Mascarenhas-Melo Filipa, Martins Bruna, Monteiro Inês, Lohani Alka, Krambeck Karolline
Higher School of Health, Polytechnic Institute of Guarda, Rua da Cadeia, 6300-307 Guarda, Portugal.
BRIDGES-Biotechnology Research, Innovation and Design for Health Products, Polytechnic University of Guarda, Avenida Dr. Francisco Sá Carneiro, No. 50, 6300-559 Guarda, Portugal.
Int J Mol Sci. 2025 Sep 9;26(18):8760. doi: 10.3390/ijms26188760.

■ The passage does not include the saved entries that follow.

use std::cell::RefCell;

use chrono::Utc;

use crate::StoreError;
use crate::data_model::{
    DeleteOutcome, FetchOutcome, FetchStatus, ListenerKey, NewPost, Post, PostId, PostStore,
    RawPost, ReactionKind, UpdateOutcome,
};
use crate::listeners::Listeners;
use crate::remote::PostsRemote;

/// Owns the post collection and drives each operation through its phases.
///
/// Operations suspend only while waiting on the remote. We never hold a borrow of the state across
/// an `.await`, which is what lets any number of operations be in flight at once without
/// "already borrowed" panics.
pub struct Posts<R> {
    store: RefCell<PostStore>,
    listeners: RefCell<Listeners>,
    remote: R,
}

impl<R> Posts<R> {
    pub fn new(remote: R) -> Self {
        Self {
            store: RefCell::new(PostStore::default()),
            listeners: RefCell::new(Listeners::default()),
            remote,
        }
    }

    pub fn remote(&self) -> &R {
        &self.remote
    }

    // =======
    // reads
    // =======

    /// All posts, in the order they were added.
    pub fn all_posts(&self) -> Vec<Post> {
        self.store.borrow().posts().cloned().collect()
    }

    pub fn post_by_id(&self, id: &PostId) -> Option<Post> {
        self.store.borrow().post(id).cloned()
    }

    pub fn fetch_status(&self) -> FetchStatus {
        self.store.borrow().fetch_status()
    }

    pub fn fetch_error(&self) -> Option<String> {
        self.store.borrow().fetch_error().map(str::to_string)
    }

    /// All posts, most recent first.
    pub fn ordered_posts(&self) -> Vec<Post> {
        self.store
            .borrow()
            .ordered_posts()
            .into_iter()
            .cloned()
            .collect()
    }

    pub fn len(&self) -> usize {
        self.store.borrow().len()
    }

    pub fn is_empty(&self) -> bool {
        self.store.borrow().is_empty()
    }

    // =======
    // listeners
    // =======

    /// The listener is invoked after any operation phase that changed the store.
    pub fn subscribe(&self, listener: impl Fn(ListenerKey) + 'static) -> ListenerKey {
        self.listeners.borrow_mut().register(listener)
    }

    pub fn unsubscribe(&self, key: ListenerKey) -> bool {
        self.listeners.borrow_mut().unregister(key)
    }

    fn flush_notifications(&self) {
        if !self.store.borrow_mut().take_dirty() {
            return;
        }
        // listeners may call straight back into us, so no borrow can be alive while they run
        let notifications = self.listeners.borrow().due_notifications();
        for notification in notifications {
            notification();
        }
    }

    // =======
    // local mutations
    // =======

    pub fn reaction_added(&self, id: &PostId, kind: ReactionKind) {
        let _flusher = FlushLater::new(self);
        if !self.store.borrow_mut().reaction_added(id, kind) {
            log::debug!("Ignoring {kind:?} reaction for missing post {id}");
        }
    }
}

impl<R: PostsRemote> Posts<R> {
    /// Callers should only fetch while the status is `NotStarted`. Calling again while a fetch is
    /// in flight is harmless: nothing is sent and the state is left alone.
    ///
    /// A failure is returned and also kept in the store, see [`Posts::fetch_error`].
    pub async fn fetch_all(&self) -> Result<FetchOutcome, StoreError> {
        let _flusher = FlushLater::new(self);

        if !self.store.borrow_mut().fetch_pending() {
            log::debug!("Fetch already in flight, not starting another");
            return Ok(FetchOutcome::AlreadyInFlight);
        }
        self.flush_notifications();

        match self.remote.fetch_all().await {
            Ok(raw_posts) => {
                let added = self
                    .store
                    .borrow_mut()
                    .fetch_fulfilled(raw_posts, Utc::now());
                log::info!("Fetched {added} posts");
                Ok(FetchOutcome::Fetched { added })
            }
            Err(e) => {
                log::error!("Fetching posts failed: {e}");
                self.store.borrow_mut().fetch_rejected(e.to_string());
                Err(e.into())
            }
        }
    }

    pub async fn create_post(
        &self,
        title: &str,
        content: &str,
        author_id: u64,
    ) -> Result<Post, StoreError> {
        let _flusher = FlushLater::new(self);
        let new_post = NewPost::new(title, content, author_id)?;

        let response = self
            .remote
            .create(new_post.to_raw())
            .await
            .inspect_err(|e| log::error!("Creating post failed: {e}"))?;

        let post = self
            .store
            .borrow_mut()
            .post_created(response, &new_post, Utc::now());
        log::info!("Created post {}", post.id);
        Ok(post)
    }

    /// `post` is the edited version of a post that is already in the store.
    pub async fn update_post(&self, post: &Post) -> Result<UpdateOutcome, StoreError> {
        let _flusher = FlushLater::new(self);
        if !self.store.borrow().contains(&post.id) {
            return Err(StoreError::NotFound(post.id.clone()));
        }

        let response = self
            .remote
            .update(&post.id, RawPost::from(post))
            .await
            .inspect_err(|e| log::error!("Updating post {} failed: {e}", post.id))?;

        let outcome = self
            .store
            .borrow_mut()
            .post_updated(post, response, Utc::now())?;
        Ok(outcome)
    }

    pub async fn delete_post(&self, post: &Post) -> Result<DeleteOutcome, StoreError> {
        let _flusher = FlushLater::new(self);
        if !self.store.borrow().contains(&post.id) {
            return Err(StoreError::NotFound(post.id.clone()));
        }

        let response = self
            .remote
            .delete(&post.id)
            .await
            .inspect_err(|e| log::error!("Deleting post {} failed: {e}", post.id))?;

        let outcome = self.store.borrow_mut().post_deleted(&post.id, &response)?;
        Ok(outcome)
    }
}

/// Flushes listeners when dropped, so no return path can forget to.
struct FlushLater<'a, R> {
    posts: &'a Posts<R>,
}

impl<'a, R> FlushLater<'a, R> {
    fn new(posts: &'a Posts<R>) -> Self {
        Self { posts }
    }
}

impl<'a, R> Drop for FlushLater<'a, R> {
    fn drop(&mut self) {
        self.posts.flush_notifications();
    }
}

Focal segmental glomerulosclerosis (FSGS) is a histopathological pattern of segmental glomerulosclerosis that arises from diverse primary and secondary causes. Primary (idiopathic) FSGS is rare and is often linked to intrinsic podocyte injury, while secondary forms are more prevalent and may reflect adaptative, toxic, genetic, or viral etiologies. This pattern of injury can lead to progressive renal dysfunction and, in some cases, end-stage kidney disease. The pathophysiology is multifactorial and includes direct podocyte injury (e.g., genetic defects, mechanical or toxic injury), immune-mediated processes (e.g., circulating permeability factors, inflammatory mediators), and metabolic disturbances. In particular, disturbance of lipid metabolism, including intracellular cholesterol accumulation in podocytes, have been implicated as a contributory mechanism in podocyte dysfunction and progression of disease in proteinuric/nephrotic presentations and in specific disease subtypes. Diagnosis relies on clinical assessment, laboratory testing, and histological examination, with kidney biopsy remaining the gold standard. Conventional treatments include corticosteroids, and other immunosuppressants when indicated, and measures to reduce proteinuria and control blood pressure, but the therapeutic response is variable and many patients show progression, highlighting the need for more effective and novel therapeutic approaches. Cyclodextrins (CDs), widely used as drug carriers to enhance solubility, can also mobilize and promote efflux of cholesterol from cells. Preclinical studies show that CDs reduce renal lipid accumulation and ameliorate podocyte injury in experimental models, supporting the idea that CDs could have a dual role as drug carriers and as direct modulators of lipid-related podocyte injury in lipid-associated forms of FSGS. Given the limited direct clinical data in FSGS, in this article we discuss the biological rationale, preclinical evidence, and remaining knowledge gaps for exploring CDs as an innovative therapeutic strategy.
局灶节段性肾小球硬化(FSGS)是一种节段性肾小球硬化的组织病理学模式,由多种原发性和继发性原因引起。原发性(特发性)FSGS较为罕见,常与足细胞内在损伤有关,而继发性形式更为常见,可能反映适应性、毒性、遗传或病毒病因。这种损伤模式可导致进行性肾功能不全,在某些情况下可导致终末期肾病。其病理生理学是多因素的,包括直接足细胞损伤(如基因缺陷、机械或毒性损伤)、免疫介导过程(如循环通透性因子、炎症介质)和代谢紊乱。特别是,脂质代谢紊乱,包括足细胞内胆固醇蓄积,被认为是蛋白尿/肾病表现及特定疾病亚型中足细胞功能障碍和疾病进展的一个促成机制。诊断依赖于临床评估、实验室检查和组织学检查,肾活检仍是金标准。传统治疗包括使用糖皮质激素,必要时使用其他免疫抑制剂,以及降低蛋白尿和控制血压的措施,但治疗反应不一,许多患者病情仍会进展,这凸显了对更有效和新颖治疗方法的需求。环糊精(CDs)被广泛用作药物载体以提高溶解度,也能动员并促进细胞内胆固醇外流。临床前研究表明,CDs可减少实验模型中的肾脏脂质蓄积并改善足细胞损伤,这支持了CDs在脂质相关型FSGS中可兼具药物载体和脂质相关足细胞损伤直接调节剂双重作用的观点。鉴于FSGS的直接临床数据有限,在本文中我们讨论将CDs作为一种创新治疗策略的生物学原理、临床前证据及尚存的知识空白。